Thu, May 24, 4:00 to 5:30pm, TBA

Session Submission Type: Panel

Abstract

This panel brings together an interdisciplinary group of scholars who seek to expand the history of silver mining and mints beyond analyses about the extraction and circulation of mineral wealth to an examination of the experiences of people who produced silver for coins, as well as those who used and valued different forms of money. This shift in perspective underlines that monetary production was intimately entangled with imperial systems of labor allocation and colonial hierarchies.

The papers explore issues related to laboring groups and their participation in the processes of making silver and using money.
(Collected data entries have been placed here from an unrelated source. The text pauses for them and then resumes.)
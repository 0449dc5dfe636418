//! Runtime settings.
//!
//! Values come from the process environment, optionally seeded from a `.env`
//! file in the working directory.

use std::path::PathBuf;
use std::time::Duration;

use crate::error::AppError;

const DEFAULT_BIND: &str = "127.0.0.1:8000";
const DEFAULT_UPLOAD_DIR: &str = "uploads";
const DEFAULT_MAX_UPLOAD_BYTES: usize = 16 * 1024 * 1024;
const DEFAULT_SESSION_HOURS: u64 = 8 * 24;
const DEFAULT_CORS_ORIGIN: &str = "http://localhost:5173";

/// SMTP relay used to deliver password reset codes.
#[derive(Debug, Clone)]
pub struct SmtpSettings {
    pub host: String,
    pub port: u16,
    pub username: String,
    pub password: String,
    pub from: String,
}

#[derive(Debug, Clone)]
pub struct Settings {
    /// Address the HTTP server listens on.
    pub bind_addr: String,

    /// Directory holding the database snapshot. `None` keeps everything in memory.
    pub data_dir: Option<PathBuf>,

    /// Root directory for attachments and inline images.
    pub upload_dir: PathBuf,

    /// Largest accepted file, in bytes.
    pub max_upload_bytes: usize,

    /// How long a login token stays valid.
    pub session_lifetime: Duration,

    /// Browser origin allowed to call the API with credentials.
    pub cors_origin: String,

    pub smtp: Option<SmtpSettings>,
}

impl Default for Settings {
    fn default() -> Self {
        Settings {
            bind_addr: DEFAULT_BIND.to_string(),
            data_dir: Some(PathBuf::from("database")),
            upload_dir: PathBuf::from(DEFAULT_UPLOAD_DIR),
            max_upload_bytes: DEFAULT_MAX_UPLOAD_BYTES,
            session_lifetime: Duration::from_secs(DEFAULT_SESSION_HOURS * 60 * 60),
            cors_origin: DEFAULT_CORS_ORIGIN.to_string(),
            smtp: None,
        }
    }
}

impl Settings {
    /// Load settings from the environment, reading `.env` first if present.
    pub fn from_env() -> Result<Self, AppError> {
        if let Err(e) = dotenvy::dotenv() {
            if !e.not_found() {
                return Err(AppError::Config(format!("failed to read .env: {}", e)));
            }
        }
        Self::from_lookup(|key| std::env::var(key).ok())
    }

    /// Build settings from an arbitrary key lookup.
    pub fn from_lookup<F>(lookup: F) -> Result<Self, AppError>
    where
        F: Fn(&str) -> Option<String>,
    {
        let defaults = Settings::default();
        let get = |key: &str| lookup(key).filter(|v| !v.trim().is_empty());

        let data_dir = match get("REPORTDESK_DATA_DIR") {
            Some(dir) if dir == ":memory:" => None,
            Some(dir) => Some(PathBuf::from(dir)),
            None => defaults.data_dir,
        };

        let max_upload_bytes = match get("REPORTDESK_MAX_UPLOAD_BYTES") {
            Some(raw) => parse_number::<usize>("REPORTDESK_MAX_UPLOAD_BYTES", &raw)?,
            None => defaults.max_upload_bytes,
        };
        if max_upload_bytes == 0 {
            return Err(AppError::Config(
                "REPORTDESK_MAX_UPLOAD_BYTES must be positive".to_string(),
            ));
        }

        let session_lifetime = match get("REPORTDESK_SESSION_HOURS") {
            Some(raw) => {
                let hours = parse_number::<u64>("REPORTDESK_SESSION_HOURS", &raw)?;
                Duration::from_secs(hours * 60 * 60)
            }
            None => defaults.session_lifetime,
        };

        let smtp = match get("SMTP_HOST") {
            Some(host) => {
                let port = match get("SMTP_PORT") {
                    Some(raw) => parse_number::<u16>("SMTP_PORT", &raw)?,
                    None => 465,
                };
                let username = get("SMTP_USERNAME").unwrap_or_default();
                let from = get("SMTP_FROM").unwrap_or_else(|| username.clone());
                if from.is_empty() {
                    return Err(AppError::Config(
                        "SMTP_FROM or SMTP_USERNAME is required when SMTP_HOST is set".to_string(),
                    ));
                }
                Some(SmtpSettings {
                    host,
                    port,
                    username,
                    password: get("SMTP_PASSWORD").unwrap_or_default(),
                    from,
                })
            }
            None => None,
        };

        Ok(Settings {
            bind_addr: get("REPORTDESK_BIND").unwrap_or(defaults.bind_addr),
            data_dir,
            upload_dir: get("REPORTDESK_UPLOAD_DIR")
                .map(PathBuf::from)
                .unwrap_or(defaults.upload_dir),
            max_upload_bytes,
            session_lifetime,
            cors_origin: get("REPORTDESK_CORS_ORIGIN").unwrap_or(defaults.cors_origin),
            smtp,
        })
    }
}

fn parse_number<T: std::str::FromStr>(key: &str, raw: &str) -> Result<T, AppError> {
    raw.trim()
        .parse::<T>()
        .map_err(|_| AppError::Config(format!("{} must be a number, got {:?}", key, raw)))
}

#[cfg(test)]
mod tests {
    use super::*;
    use std::collections::HashMap;

    fn lookup(pairs: &[(&str, &str)]) -> impl Fn(&str) -> Option<String> {
        let map: HashMap<String, String> = pairs
            .iter()
            .map(|(k, v)| (k.to_string(), v.to_string()))
            .collect();
        move |key| map.get(key).cloned()
    }

    #[test]
    fn empty_environment_gives_defaults() {
        let settings = Settings::from_lookup(lookup(&[])).unwrap();
        assert_eq!(settings.bind_addr, "127.0.0.1:8000");
        assert_eq!(settings.max_upload_bytes, 16 * 1024 * 1024);
        assert_eq!(settings.session_lifetime, Duration::from_secs(192 * 3600));
        assert!(settings.smtp.is_none());
    }

    #[test]
    fn overrides_are_applied() {
        let settings = Settings::from_lookup(lookup(&[
            ("REPORTDESK_BIND", "0.0.0.0:9000"),
            ("REPORTDESK_DATA_DIR", ":memory:"),
            ("REPORTDESK_SESSION_HOURS", "2"),
            ("SMTP_HOST", "smtp.example.com"),
            ("SMTP_USERNAME", "bot@example.com"),
        ]))
        .unwrap();
        assert_eq!(settings.bind_addr, "0.0.0.0:9000");
        assert!(settings.data_dir.is_none());
        assert_eq!(settings.session_lifetime, Duration::from_secs(7200));
        let smtp = settings.smtp.unwrap();
        assert_eq!(smtp.port, 465);
        assert_eq!(smtp.from, "bot@example.com");
    }

    #[test]
    fn bad_numbers_are_config_errors() {
        let err = Settings::from_lookup(lookup(&[("REPORTDESK_MAX_UPLOAD_BYTES", "lots")]))
            .unwrap_err();
        assert!(matches!(err, AppError::Config(_)));
    }
}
Labor time, exchangeability, scarcity, and other qualities influenced how people valued and used silver coins.

James Almeida argues that in policing currency production, the mint magistrates of Potosí valued silver and silver coin according to who possessed it, attempting to keep silver out of the hands of the black slaves who transformed it into coin.

Maintaining the focus on labor in Potosí, Rosanna Barragán highlights tensions in the silver extraction systems, demonstrating the emergence of an entrepreneurial and multiracial class of workers who challenged authorized silver producers by inserting themselves into the supply chain.

Investigating British Guiana, Louise Moschetta shifts the attention from production to how laborers used money, arguing that indentured workers valued metal content and protected it by converting coin into jewelry.

Focusing on the lack of small change in circulation in Mexico City, Andrew Konove examines the creation and use of unofficial (non-metallic) money, arguing that people valued money for its exchangeability.